Stored entries =
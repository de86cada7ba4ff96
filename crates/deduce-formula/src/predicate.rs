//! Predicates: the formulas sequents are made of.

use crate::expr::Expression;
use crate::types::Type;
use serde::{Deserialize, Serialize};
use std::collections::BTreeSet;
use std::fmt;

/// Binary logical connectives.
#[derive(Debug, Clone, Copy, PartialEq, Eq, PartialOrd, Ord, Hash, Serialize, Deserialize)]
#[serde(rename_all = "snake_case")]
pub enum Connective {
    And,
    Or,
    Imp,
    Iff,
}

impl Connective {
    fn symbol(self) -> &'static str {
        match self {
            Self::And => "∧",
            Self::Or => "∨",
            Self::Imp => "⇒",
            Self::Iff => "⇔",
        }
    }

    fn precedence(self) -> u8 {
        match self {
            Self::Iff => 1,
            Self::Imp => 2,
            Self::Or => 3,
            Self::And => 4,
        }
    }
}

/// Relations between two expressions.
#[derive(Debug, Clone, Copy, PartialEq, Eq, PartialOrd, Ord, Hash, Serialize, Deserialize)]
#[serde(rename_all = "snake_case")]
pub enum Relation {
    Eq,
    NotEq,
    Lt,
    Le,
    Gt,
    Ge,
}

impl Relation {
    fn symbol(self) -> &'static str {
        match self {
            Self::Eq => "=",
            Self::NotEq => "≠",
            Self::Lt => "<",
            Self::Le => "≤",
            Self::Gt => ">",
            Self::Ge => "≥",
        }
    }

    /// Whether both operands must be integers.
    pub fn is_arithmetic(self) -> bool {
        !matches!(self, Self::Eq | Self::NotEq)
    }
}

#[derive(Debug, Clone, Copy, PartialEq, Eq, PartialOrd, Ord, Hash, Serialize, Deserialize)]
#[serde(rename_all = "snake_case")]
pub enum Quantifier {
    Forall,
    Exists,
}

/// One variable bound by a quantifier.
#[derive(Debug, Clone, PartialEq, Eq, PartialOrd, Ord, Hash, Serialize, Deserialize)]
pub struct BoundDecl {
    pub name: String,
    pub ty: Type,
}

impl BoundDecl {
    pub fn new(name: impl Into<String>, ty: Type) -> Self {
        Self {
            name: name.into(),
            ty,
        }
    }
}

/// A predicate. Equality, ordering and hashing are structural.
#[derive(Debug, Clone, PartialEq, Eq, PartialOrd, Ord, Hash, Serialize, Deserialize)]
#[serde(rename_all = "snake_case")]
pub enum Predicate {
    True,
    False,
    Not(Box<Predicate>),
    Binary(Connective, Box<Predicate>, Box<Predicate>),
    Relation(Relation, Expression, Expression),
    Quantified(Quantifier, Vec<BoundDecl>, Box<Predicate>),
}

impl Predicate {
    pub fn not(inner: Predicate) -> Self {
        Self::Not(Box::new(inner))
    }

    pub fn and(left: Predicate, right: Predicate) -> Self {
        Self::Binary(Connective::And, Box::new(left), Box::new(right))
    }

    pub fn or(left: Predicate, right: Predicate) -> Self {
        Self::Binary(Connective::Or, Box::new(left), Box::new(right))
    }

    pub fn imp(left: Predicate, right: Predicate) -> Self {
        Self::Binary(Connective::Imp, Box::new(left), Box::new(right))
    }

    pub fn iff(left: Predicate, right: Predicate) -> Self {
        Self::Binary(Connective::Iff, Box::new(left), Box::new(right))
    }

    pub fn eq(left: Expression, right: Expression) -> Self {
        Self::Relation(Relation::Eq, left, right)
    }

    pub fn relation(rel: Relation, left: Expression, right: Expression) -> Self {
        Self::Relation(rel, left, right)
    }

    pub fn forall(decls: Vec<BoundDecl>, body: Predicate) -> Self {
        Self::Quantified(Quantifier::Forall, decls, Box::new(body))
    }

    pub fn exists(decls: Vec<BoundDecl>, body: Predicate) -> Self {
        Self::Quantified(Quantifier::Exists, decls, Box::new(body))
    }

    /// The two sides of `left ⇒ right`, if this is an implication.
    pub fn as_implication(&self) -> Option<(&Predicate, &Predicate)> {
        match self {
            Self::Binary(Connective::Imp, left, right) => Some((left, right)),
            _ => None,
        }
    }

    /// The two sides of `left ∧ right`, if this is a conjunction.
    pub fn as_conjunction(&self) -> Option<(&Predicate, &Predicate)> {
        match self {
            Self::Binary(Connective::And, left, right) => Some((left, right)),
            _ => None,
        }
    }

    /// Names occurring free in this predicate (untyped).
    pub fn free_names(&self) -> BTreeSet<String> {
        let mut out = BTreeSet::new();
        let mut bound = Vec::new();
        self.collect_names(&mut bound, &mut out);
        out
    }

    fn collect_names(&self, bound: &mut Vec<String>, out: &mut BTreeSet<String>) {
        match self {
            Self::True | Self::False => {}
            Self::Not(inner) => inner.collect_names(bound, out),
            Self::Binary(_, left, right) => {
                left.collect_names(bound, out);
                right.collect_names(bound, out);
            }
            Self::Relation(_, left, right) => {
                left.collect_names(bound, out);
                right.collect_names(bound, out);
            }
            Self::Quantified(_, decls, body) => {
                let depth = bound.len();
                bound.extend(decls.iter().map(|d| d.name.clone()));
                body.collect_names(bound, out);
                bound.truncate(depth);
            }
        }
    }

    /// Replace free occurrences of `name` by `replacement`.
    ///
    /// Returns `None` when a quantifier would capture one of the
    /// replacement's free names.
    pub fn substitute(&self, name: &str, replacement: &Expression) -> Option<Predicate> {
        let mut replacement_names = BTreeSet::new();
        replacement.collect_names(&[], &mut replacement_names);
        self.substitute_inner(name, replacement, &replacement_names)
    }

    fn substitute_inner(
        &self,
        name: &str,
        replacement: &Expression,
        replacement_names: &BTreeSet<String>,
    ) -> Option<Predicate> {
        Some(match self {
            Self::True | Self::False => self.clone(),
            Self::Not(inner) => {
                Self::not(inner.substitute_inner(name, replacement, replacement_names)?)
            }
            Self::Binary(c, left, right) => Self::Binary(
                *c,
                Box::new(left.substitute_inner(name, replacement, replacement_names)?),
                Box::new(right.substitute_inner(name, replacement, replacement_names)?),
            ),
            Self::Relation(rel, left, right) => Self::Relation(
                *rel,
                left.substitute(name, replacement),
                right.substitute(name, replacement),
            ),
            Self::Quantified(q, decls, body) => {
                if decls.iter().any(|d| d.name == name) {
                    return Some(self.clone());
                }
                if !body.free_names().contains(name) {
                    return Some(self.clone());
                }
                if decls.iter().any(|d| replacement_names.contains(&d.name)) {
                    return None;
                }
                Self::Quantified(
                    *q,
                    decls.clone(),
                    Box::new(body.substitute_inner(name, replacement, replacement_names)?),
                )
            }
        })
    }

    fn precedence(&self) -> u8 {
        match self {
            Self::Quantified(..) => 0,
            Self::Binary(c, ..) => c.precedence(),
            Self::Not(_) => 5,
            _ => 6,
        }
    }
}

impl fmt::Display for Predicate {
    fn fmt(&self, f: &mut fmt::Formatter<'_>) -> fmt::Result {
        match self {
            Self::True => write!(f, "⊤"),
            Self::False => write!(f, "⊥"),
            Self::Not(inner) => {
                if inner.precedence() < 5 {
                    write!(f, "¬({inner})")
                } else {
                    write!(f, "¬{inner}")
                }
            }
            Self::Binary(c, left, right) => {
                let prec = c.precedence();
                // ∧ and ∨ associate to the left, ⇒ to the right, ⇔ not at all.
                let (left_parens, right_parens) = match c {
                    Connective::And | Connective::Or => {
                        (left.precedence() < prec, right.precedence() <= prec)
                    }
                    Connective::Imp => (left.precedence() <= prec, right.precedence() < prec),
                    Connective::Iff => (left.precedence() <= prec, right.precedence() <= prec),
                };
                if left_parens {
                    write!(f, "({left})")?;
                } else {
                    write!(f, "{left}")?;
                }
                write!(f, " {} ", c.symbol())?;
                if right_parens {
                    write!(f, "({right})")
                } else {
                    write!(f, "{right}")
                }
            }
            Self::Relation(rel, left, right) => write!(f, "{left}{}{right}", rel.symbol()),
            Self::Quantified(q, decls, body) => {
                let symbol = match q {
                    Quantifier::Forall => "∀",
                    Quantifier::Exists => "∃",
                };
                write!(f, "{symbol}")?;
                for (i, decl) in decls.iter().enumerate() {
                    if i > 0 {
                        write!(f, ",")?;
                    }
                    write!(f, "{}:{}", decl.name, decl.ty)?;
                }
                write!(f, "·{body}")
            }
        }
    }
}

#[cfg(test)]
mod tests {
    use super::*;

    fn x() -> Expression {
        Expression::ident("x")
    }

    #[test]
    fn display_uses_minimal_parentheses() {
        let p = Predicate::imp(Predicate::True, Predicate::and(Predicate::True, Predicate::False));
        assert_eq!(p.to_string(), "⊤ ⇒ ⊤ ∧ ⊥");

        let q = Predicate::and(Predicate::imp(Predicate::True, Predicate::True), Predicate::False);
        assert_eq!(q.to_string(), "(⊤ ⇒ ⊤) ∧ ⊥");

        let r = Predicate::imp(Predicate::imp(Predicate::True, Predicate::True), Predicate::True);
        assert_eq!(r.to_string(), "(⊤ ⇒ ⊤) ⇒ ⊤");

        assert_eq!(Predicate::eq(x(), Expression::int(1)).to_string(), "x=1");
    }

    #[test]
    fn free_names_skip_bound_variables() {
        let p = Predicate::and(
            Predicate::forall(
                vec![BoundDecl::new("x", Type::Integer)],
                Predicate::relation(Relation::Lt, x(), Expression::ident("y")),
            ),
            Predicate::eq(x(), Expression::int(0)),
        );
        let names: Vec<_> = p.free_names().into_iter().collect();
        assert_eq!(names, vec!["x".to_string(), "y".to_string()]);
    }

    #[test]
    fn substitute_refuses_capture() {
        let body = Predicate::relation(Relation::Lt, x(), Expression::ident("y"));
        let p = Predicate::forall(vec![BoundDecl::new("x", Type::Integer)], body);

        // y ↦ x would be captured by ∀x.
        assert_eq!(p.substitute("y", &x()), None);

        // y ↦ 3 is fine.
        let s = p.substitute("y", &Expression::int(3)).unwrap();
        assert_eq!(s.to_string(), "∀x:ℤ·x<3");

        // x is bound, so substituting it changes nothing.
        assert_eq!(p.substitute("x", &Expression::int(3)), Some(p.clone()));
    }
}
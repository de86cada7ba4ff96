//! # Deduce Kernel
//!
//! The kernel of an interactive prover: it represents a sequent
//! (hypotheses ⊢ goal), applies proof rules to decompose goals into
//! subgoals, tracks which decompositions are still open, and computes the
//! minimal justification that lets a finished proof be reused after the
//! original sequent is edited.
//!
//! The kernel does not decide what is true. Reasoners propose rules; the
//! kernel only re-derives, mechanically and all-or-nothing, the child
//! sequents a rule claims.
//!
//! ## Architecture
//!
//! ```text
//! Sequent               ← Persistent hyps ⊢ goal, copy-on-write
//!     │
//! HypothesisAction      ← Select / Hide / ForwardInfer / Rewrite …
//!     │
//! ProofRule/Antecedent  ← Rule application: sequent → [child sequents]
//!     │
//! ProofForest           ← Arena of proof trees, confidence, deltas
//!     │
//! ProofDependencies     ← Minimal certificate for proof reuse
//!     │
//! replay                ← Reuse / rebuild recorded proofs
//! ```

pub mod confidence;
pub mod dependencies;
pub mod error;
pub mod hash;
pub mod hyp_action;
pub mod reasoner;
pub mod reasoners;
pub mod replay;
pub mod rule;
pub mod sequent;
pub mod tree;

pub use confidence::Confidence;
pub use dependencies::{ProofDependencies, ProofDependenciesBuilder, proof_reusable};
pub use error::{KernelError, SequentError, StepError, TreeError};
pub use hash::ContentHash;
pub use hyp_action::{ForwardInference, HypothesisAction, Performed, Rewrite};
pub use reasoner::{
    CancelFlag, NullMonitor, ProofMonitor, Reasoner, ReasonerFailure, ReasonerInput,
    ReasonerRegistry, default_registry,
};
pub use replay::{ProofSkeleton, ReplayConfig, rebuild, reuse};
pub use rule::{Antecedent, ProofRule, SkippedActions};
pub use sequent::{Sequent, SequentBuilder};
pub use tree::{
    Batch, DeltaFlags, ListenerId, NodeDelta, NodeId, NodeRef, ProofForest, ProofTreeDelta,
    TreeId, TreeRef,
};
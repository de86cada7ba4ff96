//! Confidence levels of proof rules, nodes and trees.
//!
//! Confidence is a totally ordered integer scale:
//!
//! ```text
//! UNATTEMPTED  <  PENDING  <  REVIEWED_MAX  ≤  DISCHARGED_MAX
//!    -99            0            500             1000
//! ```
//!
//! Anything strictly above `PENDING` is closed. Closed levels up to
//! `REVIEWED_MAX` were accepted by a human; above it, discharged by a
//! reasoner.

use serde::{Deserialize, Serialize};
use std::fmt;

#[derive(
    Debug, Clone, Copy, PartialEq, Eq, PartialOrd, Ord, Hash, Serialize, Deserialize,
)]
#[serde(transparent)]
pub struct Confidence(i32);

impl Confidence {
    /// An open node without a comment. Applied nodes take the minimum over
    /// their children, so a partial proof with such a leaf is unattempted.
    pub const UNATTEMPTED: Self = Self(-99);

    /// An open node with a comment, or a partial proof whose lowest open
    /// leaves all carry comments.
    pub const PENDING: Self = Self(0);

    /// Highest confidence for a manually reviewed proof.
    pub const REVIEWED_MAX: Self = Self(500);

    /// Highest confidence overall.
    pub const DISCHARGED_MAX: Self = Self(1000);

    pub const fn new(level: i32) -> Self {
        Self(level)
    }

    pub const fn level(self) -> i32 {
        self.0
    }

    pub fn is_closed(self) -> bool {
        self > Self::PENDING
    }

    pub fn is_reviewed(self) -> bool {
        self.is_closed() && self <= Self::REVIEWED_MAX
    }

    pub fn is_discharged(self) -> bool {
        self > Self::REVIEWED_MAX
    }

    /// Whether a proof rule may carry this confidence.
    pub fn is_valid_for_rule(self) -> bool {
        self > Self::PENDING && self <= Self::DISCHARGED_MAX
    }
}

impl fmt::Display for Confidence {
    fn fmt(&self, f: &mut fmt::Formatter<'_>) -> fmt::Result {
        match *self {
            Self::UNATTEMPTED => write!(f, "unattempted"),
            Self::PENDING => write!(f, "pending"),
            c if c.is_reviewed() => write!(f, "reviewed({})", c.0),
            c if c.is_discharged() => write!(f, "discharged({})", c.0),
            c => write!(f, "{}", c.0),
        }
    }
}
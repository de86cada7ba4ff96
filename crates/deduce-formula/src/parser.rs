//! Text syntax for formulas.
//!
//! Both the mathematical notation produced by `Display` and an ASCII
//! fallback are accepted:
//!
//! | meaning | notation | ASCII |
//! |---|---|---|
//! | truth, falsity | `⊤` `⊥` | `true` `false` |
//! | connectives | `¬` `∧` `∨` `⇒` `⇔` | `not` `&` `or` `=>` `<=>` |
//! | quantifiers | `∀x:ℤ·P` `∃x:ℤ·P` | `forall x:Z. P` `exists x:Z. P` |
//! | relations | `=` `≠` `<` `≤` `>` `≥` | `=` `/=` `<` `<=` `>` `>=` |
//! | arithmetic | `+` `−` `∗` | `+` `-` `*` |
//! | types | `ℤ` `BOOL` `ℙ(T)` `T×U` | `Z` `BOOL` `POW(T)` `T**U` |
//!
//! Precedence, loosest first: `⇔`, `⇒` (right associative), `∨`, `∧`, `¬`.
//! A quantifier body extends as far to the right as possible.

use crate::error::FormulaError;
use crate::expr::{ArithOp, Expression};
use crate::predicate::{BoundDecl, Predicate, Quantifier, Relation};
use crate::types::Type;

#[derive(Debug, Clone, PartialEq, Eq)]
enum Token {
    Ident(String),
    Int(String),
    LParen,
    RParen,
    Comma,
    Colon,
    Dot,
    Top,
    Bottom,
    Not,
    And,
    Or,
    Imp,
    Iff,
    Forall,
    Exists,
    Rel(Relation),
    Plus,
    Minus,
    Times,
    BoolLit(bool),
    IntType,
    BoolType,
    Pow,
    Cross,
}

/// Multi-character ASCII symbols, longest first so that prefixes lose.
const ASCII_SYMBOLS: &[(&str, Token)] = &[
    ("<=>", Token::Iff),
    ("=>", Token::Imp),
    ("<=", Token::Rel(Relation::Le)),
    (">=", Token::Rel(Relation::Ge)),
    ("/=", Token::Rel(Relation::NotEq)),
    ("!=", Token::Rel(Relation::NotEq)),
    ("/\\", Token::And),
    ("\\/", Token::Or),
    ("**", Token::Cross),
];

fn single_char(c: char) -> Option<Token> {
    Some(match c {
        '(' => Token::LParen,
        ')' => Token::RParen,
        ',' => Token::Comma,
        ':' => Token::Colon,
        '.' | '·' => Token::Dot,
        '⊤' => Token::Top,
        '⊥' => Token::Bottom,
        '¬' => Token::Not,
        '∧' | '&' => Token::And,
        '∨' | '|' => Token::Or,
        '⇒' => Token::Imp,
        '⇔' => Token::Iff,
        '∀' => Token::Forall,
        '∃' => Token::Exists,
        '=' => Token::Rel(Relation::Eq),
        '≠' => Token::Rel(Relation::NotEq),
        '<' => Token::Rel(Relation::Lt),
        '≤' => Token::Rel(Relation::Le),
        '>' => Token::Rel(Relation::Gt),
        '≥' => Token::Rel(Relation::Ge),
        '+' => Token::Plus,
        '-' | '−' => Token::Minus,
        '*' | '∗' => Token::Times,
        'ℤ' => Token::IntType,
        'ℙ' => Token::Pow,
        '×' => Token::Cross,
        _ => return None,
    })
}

Exercise brief = Quote in full each line from the top of the records above through the line with "between two expressions."; stop after that line.

Expected answer =
repository de86cada7ba4ff96
filename crates/deduce-formula/src/predicate.rs
//! Predicates: the formulas sequents are made of.

use crate::expr::Expression;
use crate::types::Type;
use serde::{Deserialize, Serialize};
use std::collections::BTreeSet;
use std::fmt;

/// Binary logical connectives.
#[derive(Debug, Clone, Copy, PartialEq, Eq, PartialOrd, Ord, Hash, Serialize, Deserialize)]
#[serde(rename_all = "snake_case")]
pub enum Connective {
    And,
    Or,
    Imp,
    Iff,
}

impl Connective {
    fn symbol(self) -> &'static str {
        match self {
            Self::And => "∧",
            Self::Or => "∨",
            Self::Imp => "⇒",
            Self::Iff => "⇔",
        }
    }

    fn precedence(self) -> u8 {
        match self {
            Self::Iff => 1,
            Self::Imp => 2,
            Self::Or => 3,
            Self::And => 4,
        }
    }
}

/// Relations between two expressions.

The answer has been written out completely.